Maybe its a character fault on my part, but I take zero shit. I inherited my grandmother's stubborn nature, and the desire to work my hardest to achieve my goals. I've never conformed to a stereotype, and I've never fallen under the thumb of a respective partner.

My first adult job was working in an office with ten males and I was the only female. At nineteen, everything probably was a glaring error. But for me, it was my dream role.

I was never undermined, nor 'mansplained' anything. I was valued for my (albeit naive) thoughts and discoveries. And I was provided with an education by every male in the office. I unearthed skills and talents that I never knew I had, and I was treated as an equal and with respect. And I worked hard, I gained all of the respect I earned. And to me, it was corporate bliss.

So fast forward two years and I land my first ever role at one of the world's leading banks, and I am slapped in the face with the harsh reality that is:

I am not important to these people. I am not a man.

In a stark contrast to my first job, I was de-valued, unrespected and ultimately demotivated by my role. I worked 11 hour days and was never appreciated, yet my male colleagues were always given better projects, tasks, and what I would later come to realize better salaries.

I couldn't understand why I was working longer hours, working harder and still not having my voice heard. I would raise points in meetings only to be ignored or scoffed at. I'd propose new projects only for them to be stolen by my male counterparts. Why was I invisible?

I didn't understand how this was happening.
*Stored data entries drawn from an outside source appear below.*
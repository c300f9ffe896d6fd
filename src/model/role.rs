use strum_macros::{AsRefStr, EnumString};

#[derive(Debug, Copy, Clone, Eq, PartialEq, EnumString, AsRefStr)]
#[strum(serialize_all = "lowercase")]
pub enum Role {
    Admin = 1,
    Teacher = 2,
    Student = 3,
}

impl Role {
    pub fn from_id(id: u8) -> Option<Self> {
        match id {
            1 => Some(Role::Admin),
            2 => Some(Role::Teacher),
            3 => Some(Role::Student),
            _ => None,
        }
    }

    pub fn id(self) -> u8 {
        self as u8
    }
}

#[cfg(test)]
mod tests {
    use super::*;
    use std::str::FromStr;

    #[test]
    fn ids_round_trip() {
        for role in [Role::Admin, Role::Teacher, Role::Student] {
            assert_eq!(Role::from_id(role.id()), Some(role));
        }
        assert_eq!(Role::from_id(0), None);
        assert_eq!(Role::from_id(4), None);
    }

    #[test]
    fn parses_lowercase_names() {
        assert_eq!(Role::from_str("teacher"), Ok(Role::Teacher));
        assert_eq!(Role::Student.as_ref(), "student");
        assert!(Role::from_str("canteen").is_err());
    }
}
pub mod db_utils;
pub mod email_cache;
pub mod email_filter;
use argon2::{
    Argon2,
    password_hash::{
        self, PasswordHash, PasswordHasher, PasswordVerifier, SaltString, rand_core::OsRng,
    },
};

pub fn hash_password(password: &str) -> Result<String, password_hash::Error> {
    let argon2 = Argon2::default();
    let salt = SaltString::generate(&mut OsRng);

    Ok(argon2.hash_password(password.as_bytes(), &salt)?.to_string())
}

pub fn verify_password(password: &str, hashed: &str) -> Result<(), password_hash::Error> {
    let argon2 = Argon2::default();
    let parsed = PasswordHash::new(hashed)?;

    argon2.verify_password(password.as_bytes(), &parsed)
}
I couldn't find an answer, so I started searching for a woman who was in my role before me, that was now a senior. And I was absolutely dumbfounded when I realized that there was not a single woman in a position of authority that wasn't in HR, Customer Service, or Service Management.

I went home and explained this to my mother, who in her career pre-baby, was dominating her field. She was in the retail industry, specializing in men's tailoring, and was one of the best, and of course, she was a woman.

So she gave me the harsh reality check that I needed and explained that in some roles, women are not seen as equal. Some women aren't paid the same salaries even though they work harder than their male equivalent, and whilst that doesn't discount the work done by some men who do work extremely hard, sometimes being a woman is seen as a handicap.

This handicap can be anything from maternity to parental duties, menstrual discomforts and ailments associated with menstruation, sexual harassment, work/life imbalance, lack of role models and my personal hate, educational discrimination.

So in layman's terms; if you bleed for a week, have a kid or looking to start a family, report a colleague for inappropriate behavior, struggle to find a woman in power with the organization and to top it off, dare to aspire to something bigger or higher education, it means you are well and truly fucked.

Why should it be?

Now to someone who doesn't have the same view as me, this will come off as whiny, entitled and self-absorbed, which of course you have the right to your opinion and I respect that. But I'm not about a world where women rule over men and only use them for breeding. No. I want a world where everyone is valued.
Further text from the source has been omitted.